Roddick also talked about his ability and desire to compete. “I don’t know that I’ve ever been someone who’s interested in existing on tour. I have a lot of interests and a lot of other things that excite me. I’m looking forward to those.” He continued, “I’ve always, for whatever my faults have been, felt like I’ve never done anything halfway. Probably the first time in my career that I can sit here and say I’m not sure that I can put everything into it physically and emotionally. I don’t know that I want to disrespect the game by coasting home. I had plans to play a smaller schedule next year. But the more I thought about it, I think you either got to be all in or not.”

Some in the tennis world thought Roddick took extra time saying good bye at a Grand Slam tournament earlier this year. “On some big moments this year, I think I’ve known. You know, walking off at Wimbledon, I felt like I knew,” he said.

When asked if he made the decision on that day to give fans a chance to say good bye, Roddick responded “those are good reasons. I think I wanted an opportunity to say good bye to people, as well. I don’t know how tomorrow’s going to go. I hope it goes well and I hope I’m sticking around. I just imagine being off the court tomorrow in an empty locker room. I think I wanted a chance to say good bye.”

When asked what he is most proud of looking back on his career, Andy responded “you know, I was pretty good for a long time. The reason I gave earlier about not feeling like I could be committed to this thing a hundred percent, that’s one of the things I’m proud of. That for 13 or 14 years, I was invested fully, every day.”

When asked about being the face of American Men’s tennis for so long, Roddick said “it’s been a pleasure. It’s not something that’s easy every day, for sure, especially when you get kind of anointed at a young age, 17, 18.”

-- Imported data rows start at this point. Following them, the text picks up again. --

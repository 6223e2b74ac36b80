use std::collections::HashSet;

/// Collapse normalized addresses into an order-preserving unique set.
///
/// The first occurrence of each address wins. The duplicate count is taken
/// against the normalized input length, so whitespace-only entries already
/// removed by normalization never inflate it. When deduplication is
/// disabled the input passes through unchanged with a count of zero.
pub fn dedupe(addresses: Vec<String>, remove_duplicates: bool) -> (Vec<String>, usize) {
    if !remove_duplicates {
        return (addresses, 0);
    }

    let original_count = addresses.len();
    let mut seen = HashSet::with_capacity(original_count);
    let mut unique = Vec::with_capacity(original_count);
    for address in addresses {
        if seen.insert(address.clone()) {
            unique.push(address);
        }
    }

    let duplicates = original_count - unique.len();
    (unique, duplicates)
}
use utoipa::OpenApi;

/// OpenAPI Specification Documentation
///
/// Defines the API contract using OpenAPI 3.0 format with utoipa procedural
/// macros.
///
/// # Endpoints
/// - Health Check: `GET /api/v1/health`
/// - Batch Sanitization: `POST /api/v1/sanitize`
/// - CSV Export: `POST /api/v1/sanitize/export`
///
/// # Note
/// The OpenAPI spec is generated at compile time from these annotations. Any
/// changes to the API surface should be reflected here first to maintain
/// documentation accuracy.
#[derive(OpenApi)]
#[openapi(
    paths(
        crate::routes::health::health,
        crate::routes::sanitize::sanitize,
        crate::routes::sanitize::export_valid,
    ),
    components(
        schemas(
            crate::models::health::HealthResponse,
            crate::models::report::ValidationOptions,
            crate::models::report::ValidationResult,
            crate::models::report::ValidationStats,
            crate::models::report::SanitizationReport,
            crate::routes::sanitize::SanitizeRequest,
            crate::routes::sanitize::ExportRequest,
        )
    ),
    tags(
        (name = "Health Check", description = "Service health monitoring endpoints"),
        (name = "Sanitization", description = "Email list sanitization and export endpoints")
    ),
    info(
        description = "REST API for email list sanitization: deduplication, syntax checks, disposable-domain filtering and DNS MX verification",
        title = "List Sanitizer API",
        version = "0.4.0+sprint2",
    )
)]
pub struct ApiDoc;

Finally, Roddick talked about playing at Arthur Ashe Stadium for night matches. “I mean, it’s the most electric atmosphere in our sport,” he said, referencing the 23,000-seat arena that is the biggest in the sport. “There’s something about it. There’s a lot of eyeballs on TV sets from people who don’t even normally watch tennis during night matches of the US Open. I think I’ve played as many as anyone. Again, it’s just something I’ll look back on with really fond memories. Hopefully won’t be my last one,” he said. Many in the tennis world hope that tonight isn’t his final match on the court as well when he takes on Bernard Tomic.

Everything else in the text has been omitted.